以下の一節などはどうか?
血脈入棺
問、僧は印信を棺に入れ、俗は血脈等を棺に納む。是れ、経巻を焚焼するの咎ならずや。
答て曰く、罪は悪心より生ず。今、印信を帯し、血脈を持するは滅罪生善の為なれば、過無し。況や昔、日蔵上人、経と本尊と持ち玉ふを視て、琰魔王拝し玉ふ〈土砂勧信記〉を聞けば、今の印信・血脈は是れ仏祖相承の印璽なり。琰王、尚貴べし。而らば、血脈・印信等を亡者の身に帯せしむる事理ならずや。又、彼の随求陀羅尼を死骸に掛て地獄を脱せると同理なり。

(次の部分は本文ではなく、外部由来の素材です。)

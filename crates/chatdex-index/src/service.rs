//! One entry point for the four search variants.

use std::sync::Arc;

use serde::{Deserialize, Serialize};
use tracing::debug;

use crate::{
    IndexError,
    manager::{IndexManager, SearchPage},
};

/// Which tenants a search covers.
#[derive(Debug, Clone, Copy, PartialEq, Eq, Serialize, Deserialize)]
pub enum SearchScope {
    /// A single chat group.
    Tenant(i64),
    /// Every chat group with an index.
    All,
}

/// How the query string is read.
#[derive(Debug, Clone, Copy, Default, PartialEq, Eq, Serialize, Deserialize)]
pub enum SearchMode {
    /// Keywords only.
    #[default]
    Simple,
    /// Boolean operators, groups, phrases and field qualifiers.
    Syntax,
}

/// A search as requested by a caller.
#[derive(Debug, Clone, PartialEq, Eq, Serialize, Deserialize)]
pub struct SearchRequest {
    /// Query text. `None` is rejected; a blank string matches everything.
    pub query: Option<String>,
    /// Tenants to search.
    pub scope: SearchScope,
    /// Query language.
    #[serde(default)]
    pub mode: SearchMode,
    /// Matches to skip.
    #[serde(default)]
    pub skip: usize,
    /// Maximum matches to return.
    pub take: usize,
}

/// Routes search requests to the index manager.
#[derive(Clone)]
pub struct SearchService {
    /// Tenant indexes.
    manager: Arc<IndexManager>,
}

impl SearchService {
    /// Creates a service over a manager.
    pub fn new(manager: Arc<IndexManager>) -> Self {
        Self { manager }
    }

    /// The underlying manager.
    pub fn manager(&self) -> &IndexManager {
        &self.manager
    }

    /// Runs a search request.
    pub fn search(&self, request: &SearchRequest) -> Result<SearchPage, IndexError> {
        let query = request
            .query
            .as_deref()
            .ok_or_else(|| IndexError::InvalidInput("search query is missing".into()))?;
        debug!(
            scope = ?request.scope,
            mode = ?request.mode,
            skip = request.skip,
            take = request.take,
            "dispatching search"
        );

        let (skip, take) = (request.skip, request.take);
        match (request.scope, request.mode) {
            (SearchScope::Tenant(tenant), SearchMode::Simple) => {
                self.manager.search(query, tenant, skip, take)
            }
            (SearchScope::Tenant(tenant), SearchMode::Syntax) => {
                self.manager.syntax_search(query, tenant, skip, take)
            }
            (SearchScope::All, SearchMode::Simple) => self.manager.search_all(query, skip, take),
            (SearchScope::All, SearchMode::Syntax) => {
                self.manager.syntax_search_all(query, skip, take)
            }
        }
    }
}
//! Configuration file parsing.
//!
//! Parses individual `.chatdex.toml` files into intermediate `RawConfig` structures
//! that preserve the optional nature of all fields before merging.

use std::{fs, path::Path};

use serde::Deserialize;
#[cfg(test)]
use toml::de::Error as TomlError;

use crate::ConfigError;

/// Raw configuration as parsed directly from a TOML file.
///
/// All fields are optional to support partial configs that will be merged.
#[derive(Debug, Clone, Default, Deserialize)]
#[serde(default)]
pub struct RawConfig {
    /// When true, stop discovery here and ignore parent and global configs.
    pub root: Option<bool>,
    /// Index storage section.
    pub index: Option<RawIndexSettings>,
    /// Extension-field registry section.
    pub registry: Option<RawRegistrySettings>,
    /// Search defaults section.
    pub search: Option<RawSearchSettings>,
    /// Snippet extraction section.
    pub snippet: Option<RawSnippetSettings>,
}

/// Raw index storage settings.
#[derive(Debug, Clone, Default, Deserialize)]
#[serde(default)]
pub struct RawIndexSettings {
    /// Directory holding one sub-directory per tenant, as written in the file.
    pub root: Option<String>,
    /// Memory budget handed to each index writer.
    pub writer_heap_bytes: Option<usize>,
}

/// Raw registry settings.
#[derive(Debug, Clone, Default, Deserialize)]
#[serde(default)]
pub struct RawRegistrySettings {
    /// Seconds a cached field-name list stays fresh.
    pub ttl_secs: Option<u64>,
    /// Maximum number of tenants cached at once.
    pub max_entries: Option<usize>,
}

/// Raw search settings.
#[derive(Debug, Clone, Default, Deserialize)]
#[serde(default)]
pub struct RawSearchSettings {
    /// Page size used when the caller does not give one.
    pub default_take: Option<usize>,
}

/// Raw snippet settings.
#[derive(Debug, Clone, Default, Deserialize)]
#[serde(default)]
pub struct RawSnippetSettings {
    /// Default snippet window in characters.
    pub length: Option<usize>,
}

/// Parses a configuration file from disk.
pub fn parse_config_file(path: &Path) -> Result<RawConfig, ConfigError> {
    let contents = fs::read_to_string(path).map_err(|source| ConfigError::ReadFile {
        path: path.to_path_buf(),
        source,
    })?;

    parse_config_str(&contents, path)
}

/// Parses configuration from a TOML string.
///
/// The `path` parameter is used for error reporting.
pub fn parse_config_str(contents: &str, path: &Path) -> Result<RawConfig, ConfigError> {
    toml::from_str(contents).map_err(|source| ConfigError::ParseToml {
        path: path.to_path_buf(),
        source,
    })
}

/// Parses configuration from a TOML string without path context.
#[cfg(test)]
pub fn parse_config(contents: &str) -> Result<RawConfig, TomlError> {
    toml::from_str(contents)
}

/// Checks if a config file has `root = true` set.
///
/// Returns false if the file cannot be read or parsed.
pub fn is_root_config(path: &Path) -> bool {
    let Ok(contents) = fs::read_to_string(path) else {
        return false;
    };
    let Ok(config) = toml::from_str::<RawConfig>(&contents) else {
        return false;
    };
    config.root == Some(true)
}
//! Implementation of `chatdex exists`.

use std::process::ExitCode;

use crate::cli::{args::ExistsCommand, context::CommandContext};

/// Reports whether a group has an index through the exit status.
pub fn run(ctx: &CommandContext, cmd: &ExistsCommand) -> ExitCode {
    if ctx.manager().index_exists(cmd.group) {
        println!("yes");
        ExitCode::SUCCESS
    } else {
        println!("no");
        ExitCode::FAILURE
    }
}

子登編『真俗仏事編』巻4、カナをかなにするなど見易く改める
ということで、本書は享保13年(1728)に全6巻として刊行されている。文字通り、僧俗に関わる仏事について、項目を挙げ、説明が付された文献である。
今回問題にしていることは、以上の通りなのだが、僧侶の場合は「印信」を棺に入れ、俗人の場合は「血脈」を棺に入れるという。この「印信」だが、「いんじん」と読み、主に密教で、指導者(阿闍梨)が、法を伝授した証明として、弟子に与える文書とされる。だいたいの宗派で、類似した文書などはあるので、ここでは密教だけに限った話ではない。
そこで、問いについては、それらの印信・血脈を棺に入れて火葬にすると、「経巻を焚焼するの咎」になるのではないか?と尋ねている。この咎だが、大乗『大般涅槃経』巻18や『妙法聖念処経』巻3などで指摘されているので、その辺を受けたものであろう。

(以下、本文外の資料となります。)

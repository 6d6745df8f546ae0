//! Configuration merging.
//!
//! Merges multiple `RawConfig` files into a single resolved `Config`, applying precedence
//! rules and resolving the index root.

use std::path::{Path, PathBuf};

use crate::{
    Config, ConfigError, DEFAULT_INDEX_DIR, IndexSettings, RegistrySettings, SearchSettings,
    SnippetSettings,
    parse::{RawConfig, RawIndexSettings, RawRegistrySettings},
    resolve::resolve_index_root,
};

/// A parsed config file with its source path.
pub struct ParsedConfig {
    /// Path to the config file.
    pub path: PathBuf,
    /// Parsed raw configuration.
    pub config: RawConfig,
}

impl ParsedConfig {
    /// Directory containing the config file.
    fn dir(&self) -> &Path {
        self.path.parent().unwrap_or_else(|| Path::new("."))
    }
}

/// Merges multiple configuration files into a single resolved `Config`.
///
/// Configs should be provided in precedence order: highest precedence first (closest to
/// the working directory), lowest precedence last (global config). For every scalar the
/// first file that defines it wins.
pub fn merge_configs(configs: &[ParsedConfig]) -> Result<Config, ConfigError> {
    let Some(closest) = configs.first() else {
        return Ok(Config::default());
    };
    let config_root = closest.dir().to_path_buf();

    let index = merge_index_settings(configs, &config_root)?;
    let registry = merge_registry_settings(configs);

    let mut search = SearchSettings::default();
    let mut snippet = SnippetSettings::default();
    // Reverse order so higher precedence overwrites
    for parsed in configs.iter().rev() {
        if let Some(v) = parsed.config.search.as_ref().and_then(|s| s.default_take) {
            search.default_take = v;
        }
        if let Some(v) = parsed.config.snippet.as_ref().and_then(|s| s.length) {
            snippet.length = v;
        }
    }

    Ok(Config {
        index,
        registry,
        search,
        snippet,
        config_root: Some(config_root),
    })
}

/// Merges index settings.
///
/// The root comes from the closest file that names one, resolved against that file's
/// directory. Without one, the index lives under the closest config's directory.
fn merge_index_settings(
    configs: &[ParsedConfig],
    config_root: &Path,
) -> Result<IndexSettings, ConfigError> {
    let mut result = IndexSettings {
        root: config_root.join(DEFAULT_INDEX_DIR),
        ..IndexSettings::default()
    };

    for parsed in configs.iter().rev() {
        let Some(RawIndexSettings {
            root,
            writer_heap_bytes,
        }) = &parsed.config.index
        else {
            continue;
        };
        if let Some(root) = root {
            result.root = resolve_index_root(root, parsed.dir())?;
        }
        if let Some(v) = writer_heap_bytes {
            result.writer_heap_bytes = *v;
        }
    }

    Ok(result)
}

/// Merges registry settings.
fn merge_registry_settings(configs: &[ParsedConfig]) -> RegistrySettings {
    let mut result = RegistrySettings::default();

    for parsed in configs.iter().rev() {
        if let Some(RawRegistrySettings {
            ttl_secs,
            max_entries,
        }) = &parsed.config.registry
        {
            if let Some(v) = ttl_secs {
                result.ttl_secs = *v;
            }
            if let Some(v) = max_entries {
                result.max_entries = *v;
            }
        }
    }

    result
}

答えだが、罪は悪心から生ずとしつつ、「印信」「血脈」などを帯びて火葬されるのであれば、「滅罪生善」となるのだから、咎は無いとしたのである。更に、その事例として、密教僧であり修験者ともされる日蔵上人(10世紀の人)が、経と本尊を持っていたのを見て、閻魔王が礼拝した伝承を例示した。
これは、明恵上人の『(光明真言)土砂勧信記』に出ている。巻上で「無言断食」をしている間に、金剛蔵王によって天上界や地獄界などを見せられたというが、その途中で閻魔王に会い、持っていた本尊(大日・釈迦・弥勒・観音など、他に曼陀羅も持っていた)、経(法華・涅槃・最勝・仁王・金剛・理趣・般若など、他にも儀軌や陀羅尼などを持っていた)などを示したところ、閻魔王が合掌頂礼したという。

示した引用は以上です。